Uma entrevista em que o presidente da França, Emmanuel Macron, defende que a Europa seja mais independente dos EUA e da China gerou controvérsia devido a trechos que teriam sido suprimidos.
De acordo com o site americano Politico, o Palácio do Eliseu, a sede do governo francês, censurou partes da entrevista em que Macron falou de forma mais franca sobre o tema —e sobre Taiwan em específico, ilha que o regime de Xi Jinping considera uma província rebelde e parte inalienável do território chinês.
Em um aviso no final da entrevista, concedida a bordo de um voo entre Pequim e Guangzhou na última sexta-feira (7), o site afirma que, “como é comum na França e em muitos outros países europeus, o gabinete do presidente francês […] insistiu em checar e revisar todas as falas dele” como pré-requisito para a concessão da entrevista. “Isso viola os princípios e as políticas editoriais do Politico, mas concordamos com os termos para falar diretamente com o presidente”, continua o texto.
Na entrevista, publicada no domingo (9) tanto no Politico quanto no jornal francês Les Echos, Macron destrincha sua proposta de uma “autonomia estratégica” da Europa. O conceito, que pressupõe mais independência do bloco, é defendido pelo presidente desde o seu primeiro mandato, mas só ganhou força no restante do continente com a pandemia de Covid.
As falas mais enfáticas de Macron se referem a essa ideia no contexto da crescente disputa entre Washington e Pequim. O líder francês diz que a Europa corre o risco de se tornar uma “vassala” caso as tensões entre as superpotências se intensifiquem.

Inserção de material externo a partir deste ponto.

//! OpenAI-compatible chat completion client
//!
//! Works with any provider exposing `POST {base_url}/chat/completions`
//! (OpenAI, Azure OpenAI proxies, LocalAI, vLLM, ...).
//!
//! # Features
//! - Bearer authentication with the key held in a [`SecretString`]
//! - Provider error bodies mapped onto [`ApiError`] variants
//! - Provider messages sanitized before they reach the user
//! - No retries: every failure is reported exactly once

#![warn(missing_docs)]
#![warn(clippy::unwrap_used)]
#![warn(clippy::expect_used)]

use std::time::Duration;

use async_trait::async_trait;
use mcpx_core::{ApiError, ChatMessage, CompletionClient, CompletionParams, Role, Settings};
use reqwest::header::{self, HeaderMap, HeaderValue};
use reqwest::StatusCode;
use secrecy::{ExposeSecret, SecretString};
use serde::{Deserialize, Serialize};
use tracing::{debug, error, info, instrument};
use url::Url;

pub mod sanitize;

pub use sanitize::sanitize_error_message;

/// OpenAI-compatible client
#[derive(Debug, Clone)]
pub struct OpenAIClient {
    endpoint: Url,
    api_key: SecretString,
    http: reqwest::Client,
    timeout_seconds: u64,
}

/// Configuration for the client
#[derive(Debug, Clone)]
pub struct ClientConfig {
    /// Base URL for the API (e.g. "https://api.openai.com/v1")
    pub base_url: String,
    /// API key for authentication
    pub api_key: SecretString,
    /// Request timeout in seconds
    pub timeout_seconds: u64,
}

impl Default for ClientConfig {
    fn default() -> Self {
        Self {
            base_url: mcpx_core::DEFAULT_BASE_URL.to_string(),
            api_key: SecretString::new("".into()),
            timeout_seconds: mcpx_core::DEFAULT_TIMEOUT_SECONDS,
        }
    }
}

impl From<&Settings> for ClientConfig {
    fn from(settings: &Settings) -> Self {
        Self {
            base_url: settings.base_url.clone(),
            api_key: settings.api_key.clone(),
            timeout_seconds: settings.timeout_seconds,
        }
    }
}

/// Chat completion request
#[derive(Debug, Clone, Serialize)]
pub struct ChatRequest<'a> {
    /// ID of the model to use
    pub model: &'a str,
    /// List of messages in the conversation
    pub messages: &'a [ChatMessage],
    /// Sampling temperature (0.0 to 2.0)
    pub temperature: f32,
    /// Maximum number of tokens to generate
    #[serde(skip_serializing_if = "Option::is_none")]
    pub max_tokens: Option<u32>,
}

impl<'a> ChatRequest<'a> {
    /// Build a request from messages and model parameters
    pub fn new(messages: &'a [ChatMessage], params: &'a CompletionParams) -> Self {
        Self {
            model: &params.model,
            messages,
            temperature: params.temperature,
            max_tokens: params.max_tokens,
        }
    }
}

/// Chat completion response
#[derive(Debug, Clone, Deserialize)]
pub struct ChatResponse {
    /// Unique ID of the response
    #[serde(default)]
    pub id: String,
    /// Model used for generation
    #[serde(default)]
    pub model: String,
    /// List of generated choices
    pub choices: Vec<Choice>,
    /// Token usage statistics
    pub usage: Option<Usage>,
}

impl ChatResponse {
    /// Text of the first choice
    pub fn first_content(self) -> Result<String, ApiError> {
        self.choices
            .into_iter()
            .next()
            .and_then(|c| c.message.content)
            .filter(|text| !text.trim().is_empty())
            .ok_or(ApiError::EmptyResponse)
    }
}

/// Generated choice
#[derive(Debug, Clone, Deserialize)]
pub struct Choice {
    /// Index of the choice
    #[serde(default)]
    pub index: i32,
    /// Generated message
    pub message: ResponseMessage,
    /// Reason for finishing (e.g. "stop", "length")
    pub finish_reason: Option<String>,
}

/// Message inside a choice; content is absent for tool-call replies
#[derive(Debug, Clone, Deserialize)]
pub struct ResponseMessage {
    /// Role of the author
    pub role: Role,
    /// Generated text
    pub content: Option<String>,
}

/// Token usage statistics
#[derive(Debug, Clone, Deserialize)]
pub struct Usage {
    /// Tokens in the prompt
    pub prompt_tokens: u32,
    /// Tokens in the completion
    pub completion_tokens: u32,
    /// Total tokens used
    pub total_tokens: u32,
}

/// Provider error body
#[derive(Debug, Clone, Deserialize)]
pub struct ErrorBody {
    /// Detailed error information
    pub error: ErrorDetail,
}

/// Detailed error information
#[derive(Debug, Clone, Deserialize)]
pub struct ErrorDetail {
    /// Error message
    pub message: String,
    /// Error type
    #[serde(rename = "type", default)]
    pub error_type: Option<String>,
    /// Error code
    #[serde(default)]
    pub code: Option<serde_json::Value>,
}

impl OpenAIClient {
    /// Create a new client
    pub fn new(config: ClientConfig) -> Result<Self, ApiError> {
        let base_url = Url::parse(&config.base_url)
            .map_err(|e| ApiError::Setup(format!("invalid base_url: {}", e)))?;
        let endpoint = completions_url(&base_url)?;

        // Log the host only, never the key
        info!(
            "Creating OpenAI client for host: {}",
            base_url.host_str().unwrap_or("unknown")
        );

        let http = reqwest::Client::builder()
            .timeout(Duration::from_secs(config.timeout_seconds))
            .build()
            .map_err(|e| ApiError::Setup(e.to_string()))?;

        Ok(Self {
            endpoint,
            api_key: config.api_key,
            http,
            timeout_seconds: config.timeout_seconds,
        })
    }

    /// Create a client from loaded settings
    pub fn from_settings(settings: &Settings) -> Result<Self, ApiError> {
        Self::new(ClientConfig::from(settings))
    }

    /// Full URL of the chat completions endpoint
    pub fn endpoint(&self) -> &Url {
        &self.endpoint
    }

    /// Build request headers
    fn build_headers(&self) -> Result<HeaderMap, ApiError> {
        let mut headers = HeaderMap::new();

        let mut auth =
            HeaderValue::from_str(&format!("Bearer {}", self.api_key.expose_secret())).map_err(
                |_| ApiError::Setup("API key contains invalid header characters".to_string()),
            )?;
        auth.set_sensitive(true);
        headers.insert(header::AUTHORIZATION, auth);

        headers.insert(
            header::CONTENT_TYPE,
            HeaderValue::from_static("application/json"),
        );

        Ok(headers)
    }

    /// Send a chat completion request
    #[instrument(skip(self, request), fields(model = %request.model))]
    pub async fn chat(&self, request: &ChatRequest<'_>) -> Result<ChatResponse, ApiError> {
        let headers = self.build_headers()?;

        debug!("Sending chat request to {}", self.endpoint);

        let response = self
            .http
            .post(self.endpoint.clone())
            .headers(headers)
            .json(request)
            .send()
            .await
            .map_err(|e| self.transport_error(e))?;

        let status = response.status();
        let body = response.text().await.map_err(|e| self.transport_error(e))?;

        if status.is_success() {
            let chat_response: ChatResponse = serde_json::from_str(&body)
                .map_err(|e| ApiError::MalformedResponse(e.to_string()))?;
            info!(
                "Chat completion successful: {} tokens used",
                chat_response
                    .usage
                    .as_ref()
                    .map(|u| u.total_tokens)
                    .unwrap_or(0)
            );
            Ok(chat_response)
        } else {
            // Full body goes to the log only
            error!("API error ({}): {}", status, sanitize_error_message(&body));
            Err(status_error(status, &body))
        }
    }

    fn transport_error(&self, e: reqwest::Error) -> ApiError {
        if e.is_timeout() {
            ApiError::Timeout(self.timeout_seconds)
        } else if e.is_decode() {
            ApiError::MalformedResponse(sanitize_error_message(&e.to_string()))
        } else {
            ApiError::Network(sanitize_error_message(&e.to_string()))
        }
    }
}

#[async_trait]
impl CompletionClient for OpenAIClient {
    async fn submit(
        &self,
        messages: &[ChatMessage],
        params: &CompletionParams,
    ) -> Result<String, ApiError> {
        let request = ChatRequest::new(messages, params);
        self.chat(&request).await?.first_content()
    }
}

/// Append `chat/completions` to the base URL without dropping its last segment
///
/// `Url::join` replaces the final segment unless the path ends in `/`:
/// `"v1".join("chat")` is `"chat"`, `"v1/".join("chat")` is `"v1/chat"`.
fn completions_url(base: &Url) -> Result<Url, ApiError> {
    let mut base = base.clone();
    if !base.path().ends_with('/') {
        let path = format!("{}/", base.path());
        base.set_path(&path);
    }
    base.join("chat/completions")
        .map_err(|e| ApiError::Setup(format!("invalid base_url: {}", e)))
}

/// Map a non-success status and body onto an [`ApiError`]
fn status_error(status: StatusCode, body: &str) -> ApiError {
    let message = match serde_json::from_str::<ErrorBody>(body) {
        Ok(parsed) => sanitize_error_message(&parsed.error.message),
        Err(_) => status
            .canonical_reason()
            .unwrap_or("Unknown error")
            .to_string(),
    };

    match status {
        StatusCode::UNAUTHORIZED | StatusCode::FORBIDDEN => ApiError::Authentication(message),
        StatusCode::TOO_MANY_REQUESTS => ApiError::RateLimited(message),
        _ => ApiError::Http {
            status: status.as_u16(),
            message,
        },
    }
}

Em outra declaração, afirma que a pior opção para o continente seria acreditar que é preciso tomar partido na disputa por Taiwan e defende que ele não siga nem “o ritmo americano” nem a “reação exagerada chinesa”. “A pergunta que os europeus precisam responder é: temos interesse em acelerar [a crise] em Taiwan? Não”, disse.

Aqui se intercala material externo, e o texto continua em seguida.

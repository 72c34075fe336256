//! mcpx CLI

use std::io::Write;
use std::path::PathBuf;
use std::process::ExitCode;
use std::time::Duration;

use anyhow::Context;
use async_trait::async_trait;
use clap::builder::FalseyValueParser;
use clap::Parser;
use indicatif::{ProgressBar, ProgressStyle};
use mcpx_core::{
    load_env_file, ApiError, ChatMessage, CompletionClient, CompletionParams, ConversationContext,
    FailureKind, ProcessEnv, RunOutcome, Runner, SettingsOverrides,
};
use mcpx_openai::OpenAIClient;
use tracing::debug;
use tracing_subscriber::EnvFilter;

#[derive(Parser, Debug)]
#[command(name = "mcpx")]
#[command(about = "Context-aware chat completion demo")]
#[command(version)]
struct Cli {
    /// Env file to load instead of searching for .env
    #[arg(long, value_name = "PATH")]
    env_file: Option<PathBuf>,

    /// TOML file with user_name, previous_topic, user_preference and optional user_input
    #[arg(short, long, value_name = "PATH")]
    context: Option<PathBuf>,

    /// Question to ask instead of the built-in one
    #[arg(short, long)]
    input: Option<String>,

    /// Model to use (overrides OPENAI_MODEL)
    #[arg(short, long)]
    model: Option<String>,

    /// Sampling temperature (overrides OPENAI_TEMPERATURE)
    #[arg(short, long)]
    temperature: Option<f32>,

    /// Exit with status 1 when the run fails
    #[arg(long, env = "MCPX_STRICT", value_parser = FalseyValueParser::new())]
    strict: bool,

    /// Enable debug logging on stderr
    #[arg(short, long)]
    verbose: bool,
}

impl Cli {
    fn overrides(&self) -> SettingsOverrides {
        SettingsOverrides {
            model: self.model.clone(),
            temperature: self.temperature,
        }
    }
}

/// Shows a spinner on stderr while the wrapped client is waiting
struct SpinnerClient<C> {
    inner: C,
}

#[async_trait]
impl<C: CompletionClient> CompletionClient for SpinnerClient<C> {
    async fn submit(
        &self,
        messages: &[ChatMessage],
        params: &CompletionParams,
    ) -> Result<String, ApiError> {
        let pb = ProgressBar::new_spinner();
        if let Ok(spinner_style) = ProgressStyle::default_spinner().template("{spinner:.cyan} {msg}")
        {
            pb.set_style(spinner_style);
        }
        pb.set_message(format!("Waiting for {}...", params.model));
        pb.enable_steady_tick(Duration::from_millis(100));

        let result = self.inner.submit(messages, params).await;

        pb.finish_and_clear();
        result
    }
}

#[tokio::main(flavor = "current_thread")]
async fn main() -> ExitCode {
    let cli = Cli::parse();
    init_tracing(cli.verbose);

    let stdout = std::io::stdout();
    let outcome = run(&cli, stdout.lock()).await;

    ExitCode::from(outcome.exit_code(cli.strict))
}

fn init_tracing(verbose: bool) {
    let default_level = if verbose { "debug" } else { "warn" };
    let filter =
        EnvFilter::try_from_default_env().unwrap_or_else(|_| EnvFilter::new(default_level));

    tracing_subscriber::fmt()
        .with_env_filter(filter)
        .with_writer(std::io::stderr)
        .init();
}

async fn run<W: Write>(cli: &Cli, out: W) -> RunOutcome {
    let mut runner = Runner::new(out).with_overrides(cli.overrides());

    let context = match prepare(cli) {
        Ok(ctx) => ctx,
        Err(e) => return runner.fail(FailureKind::Config, format!("{:#}", e)),
    };

    debug!(user = %context.user_name, strict = cli.strict, "Starting run");
    let mut runner = runner.with_context(context);
    runner
        .run(&ProcessEnv, |settings| {
            OpenAIClient::from_settings(settings).map(|inner| SpinnerClient { inner })
        })
        .await
}

/// Load the env file and the context before the run starts
fn prepare(cli: &Cli) -> anyhow::Result<ConversationContext> {
    load_env_file(cli.env_file.as_deref())?;

    let mut context = match &cli.context {
        Some(path) => ConversationContext::load(path)
            .with_context(|| format!("Could not use context file {}", path.display()))?,
        None => ConversationContext::demo(),
    };

    if let Some(input) = &cli.input {
        context = context.with_user_input(input.clone());
    }

    Ok(context)
}

#[cfg(test)]
mod tests {
    use super::*;
    use clap::CommandFactory;
    use serial_test::serial;

    #[test]
    fn test_cli_definition() {
        Cli::command().debug_assert();
    }

    #[test]
    #[serial]
    fn test_parse_overrides() {
        let cli = Cli::try_parse_from([
            "mcpx",
            "--model",
            "gpt-4o-mini",
            "--temperature",
            "0.3",
            "--input",
            "What is attention?",
            "--strict",
        ])
        .unwrap();

        let overrides = cli.overrides();
        assert_eq!(overrides.model.as_deref(), Some("gpt-4o-mini"));
        assert_eq!(overrides.temperature, Some(0.3));
        assert_eq!(cli.input.as_deref(), Some("What is attention?"));
        assert!(cli.strict);
    }

    #[test]
    #[serial]
    fn test_strict_from_environment() {
        let cases = [
            ("1", true),
            ("yes", true),
            ("true", true),
            ("0", false),
            ("off", false),
        ];
        for (value, expected) in cases {
            std::env::set_var("MCPX_STRICT", value);
            let cli = Cli::try_parse_from(["mcpx"]).unwrap();
            assert_eq!(cli.strict, expected, "MCPX_STRICT={}", value);
        }
        std::env::remove_var("MCPX_STRICT");

        let cli = Cli::try_parse_from(["mcpx"]).unwrap();
        assert!(!cli.strict);
    }

    #[test]
    fn test_prepare_applies_input() {
        let dir = tempfile::tempdir().unwrap();
        let env_file = dir.path().join("test.env");
        std::fs::write(&env_file, "MCPX_CLI_TEST_MARKER=1\n").unwrap();

        let cli = Cli::try_parse_from([
            "mcpx",
            "--env-file",
            env_file.to_str().unwrap(),
            "--input",
            "Why?",
        ])
        .unwrap();

        let ctx = prepare(&cli).unwrap();
        assert_eq!(ctx.user_input, "Why?");
        assert_eq!(ctx.user_name, "Alice");
    }

    #[test]
    fn test_prepare_reports_missing_context_file() {
        let dir = tempfile::tempdir().unwrap();
        let env_file = dir.path().join("test.env");
        std::fs::write(&env_file, "").unwrap();
        let missing = dir.path().join("ctx.toml");

        let cli = Cli::try_parse_from([
            "mcpx",
            "--env-file",
            env_file.to_str().unwrap(),
            "--context",
            missing.to_str().unwrap(),
        ])
        .unwrap();

        let err = prepare(&cli).unwrap_err();
        assert!(format!("{:#}", err).contains("ctx.toml"));
    }

    #[tokio::test]
    async fn test_bad_env_file_fails_without_network() {
        let dir = tempfile::tempdir().unwrap();
        let cli = Cli::try_parse_from([
            "mcpx",
            "--env-file",
            dir.path().join("absent.env").to_str().unwrap(),
        ])
        .unwrap();

        let mut out = Vec::new();
        let outcome = run(&cli, &mut out).await;

        assert!(matches!(
            outcome,
            RunOutcome::Failed {
                kind: FailureKind::Config,
                ..
            }
        ));
        let printed = String::from_utf8(out).unwrap();
        assert!(printed.contains("absent.env"));
        assert!(printed.contains("Make sure you have:"));
    }
}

Em outro trecho —publicado apenas pelo Les Echos, que incluiu tanto as perguntas dos jornalistas quanto as respostas completas de Macron no texto—, reforça que não deseja se inserir em uma lógica de blocos.
“Autonomia estratégica significa supor que temos visões similares às dos EUA, mas seja em relação à Ucrânia, à China ou às sanções temos uma estratégia europeia. Precisamos esvaziar nosso modelo de riscos, não depender dos outros e manter uma integração forte de nossos valores onde for possível.”
Também no veículo francês, o chefe do Eliseu defendeu em certa medida a posição de Pequim acerca de Taipé —a ditadura comunista iniciou uma simulação de “cerco total” à ilha momentos depois que o francês foi embora de Pequim, uma represália ao encontro da presidente Tsai Ing-wen com o presidente da Câmara dos Representantes dos EUA na semana passada.
“Como europeus, nossa preocupação é a nossa unidade”, disse ele, acrescentando que foi por essa razão que viajou à China com a chefe da Comissão Europeia, Ursula von der Leyen. “Os chineses também estão preocupados com sua unidade, e Taiwan, do ponto de vista deles, faz parte dela. É importante entender como raciocinam.”
A relação com a China é um de vários pontos sensíveis entre o governo do francês e a Casa Branca. Questionado se Joe Biden era só uma versão “mais polida” do ex-presidente Donald Trump, Macron foi diplomático e elogiou sua defesa da democracia e o respeito a princípios de negociações internacionais.
Mas também foi claro: “Ele [Biden] parte de uma lógica americana transpartidária, que define o interesse dos EUA como prioridade número um e a China como prioridade número dois. O resto é menos importante”.